Traceability of Bitcoin
The idea of having a transparent and peer-to-peer managed payments network fails if there is no traceability of transactions. Bitcoin movements can be easily traced back to the transaction wallets. Every payment is linked to a sender and a recipient wallet address, and an explorer for Bitcoin’s blockchain can enable the tracking of the wallets of the sender and receiver. On the other hand, there are some ways, like having a cryptocurrency mixer, which can help make the traceability of transactions difficult, but not impossible.
Last year, one episode revealed the traceability of Bitcoin. Colonial Pipeline — a leading pipeline system for carrying fuel supplies in the US — was hacked last year and the perpetrators demanded that ransom money be paid in Bitcoin. Colonial Pipeline Co. paid the ransom in Bitcoin. However, law enforcement authorities could trace the recipient’s Bitcoin wallet. The Federal Bureau of Investigation (FBI) was also in possession of the private key that could unlock the wallet.
Data provided by CoinMarketCap.com
The anonymity factor
Traceability and anonymity are two different things when it comes to Bitcoin. Tracking the actual beneficiary can still be difficult even after the wallet has been traced. This is because the digital wallet can be availed without providing a name, bank account details, national identification number or such other details. This is the reason why it took many years before the actual perpetrators behind the infamous Bitfinex cryptocurrency hack in 2016 could be identified. The so-called ‘crypto couple’ could hide its identity, but when the stolen Bitcoin were converted to fiat money, it was caught.

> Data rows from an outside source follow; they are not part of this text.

use chrono::Utc;
use tokio::io::{AsyncReadExt, AsyncWriteExt};
use tokio::net::TcpListener;
use uuid::Uuid;

use volume_scanner::config::{SinkConfig, SupabaseCredentials, TelegramCredentials};
use volume_scanner::error::SinkError;
use volume_scanner::model::alert::{Alert, AlertKind};
use volume_scanner::sink::format::alert_message;
use volume_scanner::sink::{build_sink, AlertSink, SupabaseSink, TelegramNotifier};

/// One HTTP request as seen by [`respond_once`].
struct CapturedRequest {
    request_line: String,
    head: String,
    body: String,
}

fn find_header_end(buf: &[u8]) -> Option<usize> {
    buf.windows(4).position(|w| w == b"\r\n\r\n").map(|pos| pos + 4)
}

/// Accepts one connection, reads one request, and answers with `status` and `body`.
async fn respond_once(listener: TcpListener, status: &str, body: &str) -> CapturedRequest {
    let (mut stream, _) = listener.accept().await.expect("client should connect");
    let mut buf = Vec::new();
    let mut chunk = [0u8; 4096];
    let header_end = loop {
        let n = stream.read(&mut chunk).await.expect("read should succeed");
        assert!(n > 0, "client closed before sending headers");
        buf.extend_from_slice(&chunk[..n]);
        if let Some(end) = find_header_end(&buf) {
            break end;
        }
    };
    let head = String::from_utf8_lossy(&buf[..header_end]).to_string();
    let content_length = head
        .lines()
        .filter_map(|line| line.split_once(':'))
        .find(|(name, _)| name.eq_ignore_ascii_case("content-length"))
        .and_then(|(_, value)| value.trim().parse::<usize>().ok())
        .unwrap_or(0);
    while buf.len() < header_end + content_length {
        let n = stream.read(&mut chunk).await.expect("read should succeed");
        assert!(n > 0, "client closed before sending the body");
        buf.extend_from_slice(&chunk[..n]);
    }

    let response = format!(
        "HTTP/1.1 {}\r\nContent-Type: text/plain\r\nContent-Length: {}\r\nConnection: close\r\n\r\n{}",
        status,
        body.len(),
        body
    );
    stream
        .write_all(response.as_bytes())
        .await
        .expect("write should succeed");
    let _ = stream.shutdown().await;

    CapturedRequest {
        request_line: head.lines().next().unwrap_or_default().to_string(),
        head: head.to_ascii_lowercase(),
        body: String::from_utf8_lossy(&buf[header_end..header_end + content_length]).to_string(),
    }
}

async fn local_responder(
    status: &'static str,
    body: &'static str,
) -> (String, tokio::task::JoinHandle<CapturedRequest>) {
    let listener = TcpListener::bind("127.0.0.1:0").await.unwrap();
    let base = format!("http://{}", listener.local_addr().unwrap());
    (base, tokio::spawn(respond_once(listener, status, body)))
}

fn sample_alert() -> Alert {
    Alert {
        id: Uuid::new_v4(),
        symbol: "BTC-USD".to_string(),
        price: 64_250.5,
        change_percent: 5.126,
        relative_volume: 2.5,
        kind: AlertKind::VolumeSpike,
        created_at: Utc::now(),
    }
}

fn temp_sqlite_path(test_name: &str) -> String {
    std::env::temp_dir()
        .join(format!("vs-{}-{}.sqlite", test_name, Uuid::new_v4()))
        .display()
        .to_string()
}

#[test]
/// Verifies the default wiring: local SQLite persistence followed by the log line.
fn default_sink_chain_is_sqlite_then_log() {
    let path = temp_sqlite_path("default-chain");
    let cfg = SinkConfig {
        sqlite_path: Some(path.clone()),
        ..SinkConfig::default()
    };
    let sink = build_sink(&cfg).unwrap();
    assert_eq!(sink.names(), vec!["sqlite", "log"]);
    let _ = std::fs::remove_file(path);
}

#[test]
/// Verifies Supabase replaces local persistence and Telegram notifies after it.
fn remote_backends_follow_persist_then_notify_order() {
    let cfg = SinkConfig {
        sqlite_path: None,
        supabase: Some(SupabaseCredentials {
            url: "https://abc.supabase.co".to_string(),
            service_role_key: "srk".to_string(),
        }),
        telegram: Some(TelegramCredentials {
            bot_token: "123:abc".to_string(),
            chat_id: "42".to_string(),
        }),
        ..SinkConfig::default()
    };
    let sink = build_sink(&cfg).unwrap();
    assert_eq!(sink.names(), vec!["supabase", "telegram", "log"]);
}

#[test]
fn supabase_endpoint_targets_table() {
    let creds = SupabaseCredentials {
        url: "https://abc.supabase.co/".to_string(),
        service_role_key: "srk".to_string(),
    };
    let sink = SupabaseSink::new(&creds, "crypto_alerts", 5).unwrap();
    assert_eq!(sink.endpoint(), "https://abc.supabase.co/rest/v1/crypto_alerts");
}

#[test]
fn notification_text_matches_alert() {
    let alert = Alert {
        id: Uuid::new_v4(),
        symbol: "BTC-USD".to_string(),
        price: 64_250.5,
        change_percent: 5.126,
        relative_volume: 2.5,
        kind: AlertKind::VolumeSpike,
        created_at: Utc::now(),
    };
    assert_eq!(
        alert_message(&alert),
        "🚨 Volume Alert for BTC-USD\n💰 Price: $64,250.50\n📈 Change: 5.13%\n📊 Relative Volume: 2.50x"
    );
}

#[tokio::test]
/// Verifies a Supabase insert is posted to the table endpoint with the service
/// key headers, and a non-2xx answer is reported as a rejected write.
async fn supabase_non_success_is_rejected() {
    let (base, server) = local_responder("409 Conflict", "dupe").await;
    let sink = SupabaseSink::new(
        &SupabaseCredentials {
            url: base,
            service_role_key: "srk".to_string(),
        },
        "crypto_alerts",
        5,
    )
    .unwrap();

    let result = sink.record(&sample_alert()).await;
    match result {
        Err(SinkError::Rejected {
            service,
            status,
            body,
        }) => {
            assert_eq!(service, "supabase");
            assert_eq!(status, 409);
            assert_eq!(body, "dupe");
        }
        other => panic!("expected a rejected write, got {:?}", other),
    }

    let request = server.await.unwrap();
    assert_eq!(request.request_line, "POST /rest/v1/crypto_alerts HTTP/1.1");
    assert!(request.head.contains("apikey: srk"));
    assert!(request.head.contains("authorization: bearer srk"));
    assert!(request.head.contains("prefer: return=minimal"));
    let row: serde_json::Value = serde_json::from_str(&request.body).unwrap();
    assert_eq!(row["ticker"], "BTC-USD");
    assert_eq!(row["alert_type"], "volume");
}

#[tokio::test]
/// Verifies a 2xx answer from Supabase counts as a successful write.
async fn supabase_created_is_success() {
    let (base, server) = local_responder("201 Created", "").await;
    let sink = SupabaseSink::new(
        &SupabaseCredentials {
            url: base,
            service_role_key: "srk".to_string(),
        },
        "crypto_alerts",
        5,
    )
    .unwrap();

    assert!(sink.record(&sample_alert()).await.is_ok());
    server.await.unwrap();
}

#[tokio::test]
/// Verifies the Telegram notifier posts the formatted text to the bot's
/// sendMessage path.
async fn telegram_posts_message_to_bot_path() {
    let (base, server) = local_responder("200 OK", r#"{"ok":true}"#).await;
    let creds = TelegramCredentials {
        bot_token: "123:abc".to_string(),
        chat_id: "42".to_string(),
    };
    let notifier = TelegramNotifier::with_api_base(&base, &creds, 5).unwrap();
    let alert = sample_alert();

    assert!(notifier.record(&alert).await.is_ok());

    let request = server.await.unwrap();
    assert_eq!(request.request_line, "POST /bot123:abc/sendMessage HTTP/1.1");
    let body: serde_json::Value = serde_json::from_str(&request.body).unwrap();
    assert_eq!(body["chat_id"], "42");
    assert_eq!(body["text"], alert_message(&alert));
}

#[tokio::test]
/// Verifies a Telegram server error is reported as a rejected write.
async fn telegram_server_error_is_rejected() {
    let (base, server) = local_responder("500 Internal Server Error", "boom").await;
    let creds = TelegramCredentials {
        bot_token: "123:abc".to_string(),
        chat_id: "42".to_string(),
    };
    let notifier = TelegramNotifier::with_api_base(&base, &creds, 5).unwrap();

    match notifier.record(&sample_alert()).await {
        Err(SinkError::Rejected { service, status, .. }) => {
            assert_eq!(service, "telegram");
            assert_eq!(status, 500);
        }
        other => panic!("expected a rejected write, got {:?}", other),
    }
    server.await.unwrap();
}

Bitcoin is available as a speculative asset on many dedicated cryptocurrency exchanges. Many countries require these intermediaries to abide by Know Your Client (KYC) norms so that the actual beneficiary behind any cryptocurrency wallet can also be traced. That said, experts feel that multiple ways might exist that can help the beneficiary hide or forge their identity and escape detection.
Bitcoin’s privacy is discussed in Nakamoto’s wallpaper. However, the purpose of this privacy had nothing to do with promoting unlawful transactions. The cryptocurrency has been sought as a ransom payment in many cyberattack cases, including the Colonial Pipeline episode last year when the FBI could trace the recipient’s wallet and recover Bitcoin. The actual identity of the hackers behind the Bitfinex hacking episode is also now in the public domain. This means Bitcoin transactions have near-complete traceability in terms of the recipient wallet, with the possibility that the actual beneficiary can also be tracked.